• [INSTRUCTIONS TO FOLLOW] For the entries below, repeat exactly each line starting with the one that contains "filename crates/inc-controls/src/actuator.rs" and going on through the one that contains "#[derive(Debug, Default)]", and no others.

[Collected data entries]
○ ○ ○
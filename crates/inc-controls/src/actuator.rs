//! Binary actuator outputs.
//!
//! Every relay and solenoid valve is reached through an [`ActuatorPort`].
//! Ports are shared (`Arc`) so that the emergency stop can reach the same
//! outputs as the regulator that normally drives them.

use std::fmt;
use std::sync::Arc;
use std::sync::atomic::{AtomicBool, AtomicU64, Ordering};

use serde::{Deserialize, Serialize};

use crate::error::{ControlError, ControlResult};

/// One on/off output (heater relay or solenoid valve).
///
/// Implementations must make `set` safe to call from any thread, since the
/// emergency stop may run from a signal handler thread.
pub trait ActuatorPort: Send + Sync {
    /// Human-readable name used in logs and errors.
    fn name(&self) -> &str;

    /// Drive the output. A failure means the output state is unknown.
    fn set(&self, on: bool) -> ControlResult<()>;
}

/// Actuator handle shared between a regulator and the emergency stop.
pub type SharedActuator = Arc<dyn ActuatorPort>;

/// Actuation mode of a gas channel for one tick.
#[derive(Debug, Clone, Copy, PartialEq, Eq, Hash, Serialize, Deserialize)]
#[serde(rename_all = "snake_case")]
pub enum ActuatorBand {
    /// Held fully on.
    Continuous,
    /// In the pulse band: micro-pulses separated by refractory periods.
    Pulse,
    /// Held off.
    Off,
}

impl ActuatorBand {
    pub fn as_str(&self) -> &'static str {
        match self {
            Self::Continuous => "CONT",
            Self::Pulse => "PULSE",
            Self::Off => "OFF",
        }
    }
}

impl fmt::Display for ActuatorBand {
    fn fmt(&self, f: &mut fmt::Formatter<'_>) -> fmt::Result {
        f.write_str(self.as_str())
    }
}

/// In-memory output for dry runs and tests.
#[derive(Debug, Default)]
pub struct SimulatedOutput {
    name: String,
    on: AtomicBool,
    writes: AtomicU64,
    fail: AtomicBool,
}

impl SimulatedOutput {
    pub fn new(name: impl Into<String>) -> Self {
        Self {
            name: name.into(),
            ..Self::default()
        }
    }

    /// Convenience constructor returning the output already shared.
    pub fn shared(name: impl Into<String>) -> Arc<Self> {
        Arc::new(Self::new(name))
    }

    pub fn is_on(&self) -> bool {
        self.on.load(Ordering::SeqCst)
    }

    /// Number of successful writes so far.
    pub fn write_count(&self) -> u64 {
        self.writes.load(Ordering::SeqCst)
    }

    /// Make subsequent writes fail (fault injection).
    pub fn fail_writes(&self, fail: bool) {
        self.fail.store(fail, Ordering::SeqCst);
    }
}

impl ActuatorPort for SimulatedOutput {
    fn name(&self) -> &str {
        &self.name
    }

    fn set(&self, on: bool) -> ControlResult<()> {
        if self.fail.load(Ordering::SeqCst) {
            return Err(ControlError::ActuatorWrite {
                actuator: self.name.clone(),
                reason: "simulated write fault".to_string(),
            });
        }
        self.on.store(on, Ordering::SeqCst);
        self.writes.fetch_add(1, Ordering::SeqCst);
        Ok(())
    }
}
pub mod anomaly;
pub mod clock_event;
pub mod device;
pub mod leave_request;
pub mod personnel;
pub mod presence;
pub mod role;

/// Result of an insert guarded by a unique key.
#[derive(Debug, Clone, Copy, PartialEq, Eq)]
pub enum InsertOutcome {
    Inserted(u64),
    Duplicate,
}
○ ○ ○
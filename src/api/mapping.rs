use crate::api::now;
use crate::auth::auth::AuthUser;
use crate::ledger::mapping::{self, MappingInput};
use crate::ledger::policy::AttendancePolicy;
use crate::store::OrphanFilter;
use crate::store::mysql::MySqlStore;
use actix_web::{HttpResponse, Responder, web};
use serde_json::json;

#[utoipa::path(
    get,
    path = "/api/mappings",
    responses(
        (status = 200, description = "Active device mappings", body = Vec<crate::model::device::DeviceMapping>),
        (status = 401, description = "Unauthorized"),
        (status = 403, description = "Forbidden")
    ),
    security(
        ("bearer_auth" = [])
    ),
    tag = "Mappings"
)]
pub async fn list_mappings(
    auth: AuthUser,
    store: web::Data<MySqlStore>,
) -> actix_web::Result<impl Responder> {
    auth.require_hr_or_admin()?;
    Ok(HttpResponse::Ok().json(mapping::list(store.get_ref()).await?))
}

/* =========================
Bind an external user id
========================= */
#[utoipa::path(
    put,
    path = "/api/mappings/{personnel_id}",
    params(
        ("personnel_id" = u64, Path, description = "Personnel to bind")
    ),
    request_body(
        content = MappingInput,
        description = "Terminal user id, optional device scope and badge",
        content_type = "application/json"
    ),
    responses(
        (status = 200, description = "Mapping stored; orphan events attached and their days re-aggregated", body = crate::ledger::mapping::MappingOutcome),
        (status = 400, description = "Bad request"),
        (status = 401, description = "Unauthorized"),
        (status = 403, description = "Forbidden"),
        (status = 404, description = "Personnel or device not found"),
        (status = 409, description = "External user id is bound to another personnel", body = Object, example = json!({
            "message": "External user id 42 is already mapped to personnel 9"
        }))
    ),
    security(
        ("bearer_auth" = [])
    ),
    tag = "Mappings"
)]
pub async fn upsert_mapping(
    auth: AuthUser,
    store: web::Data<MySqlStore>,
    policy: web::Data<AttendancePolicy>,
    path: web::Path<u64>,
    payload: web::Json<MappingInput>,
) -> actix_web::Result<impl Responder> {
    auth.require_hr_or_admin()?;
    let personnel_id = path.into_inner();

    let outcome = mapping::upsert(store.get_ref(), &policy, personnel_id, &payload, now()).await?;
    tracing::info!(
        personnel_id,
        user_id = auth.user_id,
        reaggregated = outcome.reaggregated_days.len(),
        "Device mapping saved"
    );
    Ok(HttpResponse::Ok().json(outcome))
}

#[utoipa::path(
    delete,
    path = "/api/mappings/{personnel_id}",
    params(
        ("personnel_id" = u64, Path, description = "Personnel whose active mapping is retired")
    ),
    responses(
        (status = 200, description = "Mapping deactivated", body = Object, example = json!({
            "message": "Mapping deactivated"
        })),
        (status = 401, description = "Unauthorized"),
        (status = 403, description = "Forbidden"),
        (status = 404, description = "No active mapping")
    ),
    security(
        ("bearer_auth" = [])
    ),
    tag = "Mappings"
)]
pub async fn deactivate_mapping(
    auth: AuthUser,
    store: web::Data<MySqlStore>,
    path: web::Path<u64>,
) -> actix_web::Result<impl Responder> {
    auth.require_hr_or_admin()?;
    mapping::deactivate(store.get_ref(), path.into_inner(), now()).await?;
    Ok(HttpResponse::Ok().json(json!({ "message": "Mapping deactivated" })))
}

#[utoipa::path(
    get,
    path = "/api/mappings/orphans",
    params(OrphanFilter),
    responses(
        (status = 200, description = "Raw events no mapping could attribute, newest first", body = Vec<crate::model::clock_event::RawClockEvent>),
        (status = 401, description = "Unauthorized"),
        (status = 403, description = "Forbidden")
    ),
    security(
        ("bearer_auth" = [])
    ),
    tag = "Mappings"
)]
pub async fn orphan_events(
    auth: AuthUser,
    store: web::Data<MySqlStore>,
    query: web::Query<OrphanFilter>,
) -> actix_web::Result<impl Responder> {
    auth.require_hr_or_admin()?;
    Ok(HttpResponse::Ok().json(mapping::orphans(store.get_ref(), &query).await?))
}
○ ○ ○
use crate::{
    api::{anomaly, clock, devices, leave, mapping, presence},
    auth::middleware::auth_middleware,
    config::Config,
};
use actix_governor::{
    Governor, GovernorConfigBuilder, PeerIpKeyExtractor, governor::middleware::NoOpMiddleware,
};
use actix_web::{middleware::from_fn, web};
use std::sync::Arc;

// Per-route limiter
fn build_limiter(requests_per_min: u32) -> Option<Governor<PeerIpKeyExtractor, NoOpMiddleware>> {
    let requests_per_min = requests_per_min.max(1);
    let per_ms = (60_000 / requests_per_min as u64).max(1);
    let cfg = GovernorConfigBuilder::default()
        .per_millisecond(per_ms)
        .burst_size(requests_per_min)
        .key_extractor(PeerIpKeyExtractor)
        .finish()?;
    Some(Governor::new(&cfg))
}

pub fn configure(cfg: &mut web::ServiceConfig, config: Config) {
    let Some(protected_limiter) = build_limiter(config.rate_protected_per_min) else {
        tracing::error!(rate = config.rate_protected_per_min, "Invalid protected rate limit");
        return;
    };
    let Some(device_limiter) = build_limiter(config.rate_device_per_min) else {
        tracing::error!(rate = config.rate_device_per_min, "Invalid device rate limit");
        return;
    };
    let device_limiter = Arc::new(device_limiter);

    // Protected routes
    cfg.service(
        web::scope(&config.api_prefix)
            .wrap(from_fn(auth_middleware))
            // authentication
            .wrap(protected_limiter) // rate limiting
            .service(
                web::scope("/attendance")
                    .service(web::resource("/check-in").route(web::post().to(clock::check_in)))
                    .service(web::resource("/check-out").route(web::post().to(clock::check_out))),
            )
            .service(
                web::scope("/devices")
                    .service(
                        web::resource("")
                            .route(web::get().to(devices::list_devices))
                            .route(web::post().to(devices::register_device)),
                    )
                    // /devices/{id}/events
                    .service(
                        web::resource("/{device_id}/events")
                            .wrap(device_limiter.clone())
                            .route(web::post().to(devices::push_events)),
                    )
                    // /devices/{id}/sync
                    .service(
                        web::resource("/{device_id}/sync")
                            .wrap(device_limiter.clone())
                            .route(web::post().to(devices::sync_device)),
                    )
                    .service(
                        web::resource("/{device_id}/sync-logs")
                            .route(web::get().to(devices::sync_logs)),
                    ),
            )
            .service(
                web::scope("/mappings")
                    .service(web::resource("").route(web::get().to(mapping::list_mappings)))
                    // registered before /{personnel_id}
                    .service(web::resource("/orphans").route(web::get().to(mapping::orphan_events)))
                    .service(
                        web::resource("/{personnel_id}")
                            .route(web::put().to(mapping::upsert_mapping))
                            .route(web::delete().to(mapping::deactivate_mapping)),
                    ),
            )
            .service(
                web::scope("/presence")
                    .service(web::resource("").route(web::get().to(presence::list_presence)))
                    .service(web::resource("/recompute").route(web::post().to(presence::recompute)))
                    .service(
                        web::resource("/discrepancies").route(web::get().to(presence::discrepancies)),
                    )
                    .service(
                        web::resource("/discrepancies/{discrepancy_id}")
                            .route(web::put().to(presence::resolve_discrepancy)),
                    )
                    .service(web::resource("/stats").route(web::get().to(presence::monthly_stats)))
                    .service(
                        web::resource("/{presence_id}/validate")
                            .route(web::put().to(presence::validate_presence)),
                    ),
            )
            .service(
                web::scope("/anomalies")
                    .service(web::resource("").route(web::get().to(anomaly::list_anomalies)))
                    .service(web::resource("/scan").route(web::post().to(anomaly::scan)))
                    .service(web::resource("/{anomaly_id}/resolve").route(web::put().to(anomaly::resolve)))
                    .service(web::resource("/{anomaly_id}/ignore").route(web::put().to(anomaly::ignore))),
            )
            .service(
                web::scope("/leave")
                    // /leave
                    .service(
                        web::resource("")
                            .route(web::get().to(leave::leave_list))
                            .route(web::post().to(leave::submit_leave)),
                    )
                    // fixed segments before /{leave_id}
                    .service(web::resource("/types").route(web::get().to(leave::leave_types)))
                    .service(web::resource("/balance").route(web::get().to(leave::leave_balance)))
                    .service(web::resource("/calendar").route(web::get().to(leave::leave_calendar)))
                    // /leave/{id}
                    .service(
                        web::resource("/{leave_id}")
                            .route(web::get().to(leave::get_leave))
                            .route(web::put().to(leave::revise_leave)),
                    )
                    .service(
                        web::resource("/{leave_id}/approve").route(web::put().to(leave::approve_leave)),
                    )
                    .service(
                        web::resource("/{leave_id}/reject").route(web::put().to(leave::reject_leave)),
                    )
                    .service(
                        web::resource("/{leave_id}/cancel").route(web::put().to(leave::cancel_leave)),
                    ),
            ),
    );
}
○ ○ ○
• [OUTPUT FOR THIS TASK]
filename crates/inc-controls/src/actuator.rs
//! Binary actuator outputs.
//!
//! Every relay and solenoid valve is reached through an [`ActuatorPort`].
//! Ports are shared (`Arc`) so that the emergency stop can reach the same
//! outputs as the regulator that normally drives them.

use std::fmt;
use std::sync::Arc;
use std::sync::atomic::{AtomicBool, AtomicU64, Ordering};

use serde::{Deserialize, Serialize};

use crate::error::{ControlError, ControlResult};

/// One on/off output (heater relay or solenoid valve).
///
/// Implementations must make `set` safe to call from any thread, since the
/// emergency stop may run from a signal handler thread.
pub trait ActuatorPort: Send + Sync {
    /// Human-readable name used in logs and errors.
    fn name(&self) -> &str;

    /// Drive the output. A failure means the output state is unknown.
    fn set(&self, on: bool) -> ControlResult<()>;
}

/// Actuator handle shared between a regulator and the emergency stop.
pub type SharedActuator = Arc<dyn ActuatorPort>;

/// Actuation mode of a gas channel for one tick.
#[derive(Debug, Clone, Copy, PartialEq, Eq, Hash, Serialize, Deserialize)]
#[serde(rename_all = "snake_case")]
pub enum ActuatorBand {
    /// Held fully on.
    Continuous,
    /// In the pulse band: micro-pulses separated by refractory periods.
    Pulse,
    /// Held off.
    Off,
}

impl ActuatorBand {
    pub fn as_str(&self) -> &'static str {
        match self {
            Self::Continuous => "CONT",
            Self::Pulse => "PULSE",
            Self::Off => "OFF",
        }
    }
}

impl fmt::Display for ActuatorBand {
    fn fmt(&self, f: &mut fmt::Formatter<'_>) -> fmt::Result {
        f.write_str(self.as_str())
    }
}

/// In-memory output for dry runs and tests.
#[derive(Debug, Default)]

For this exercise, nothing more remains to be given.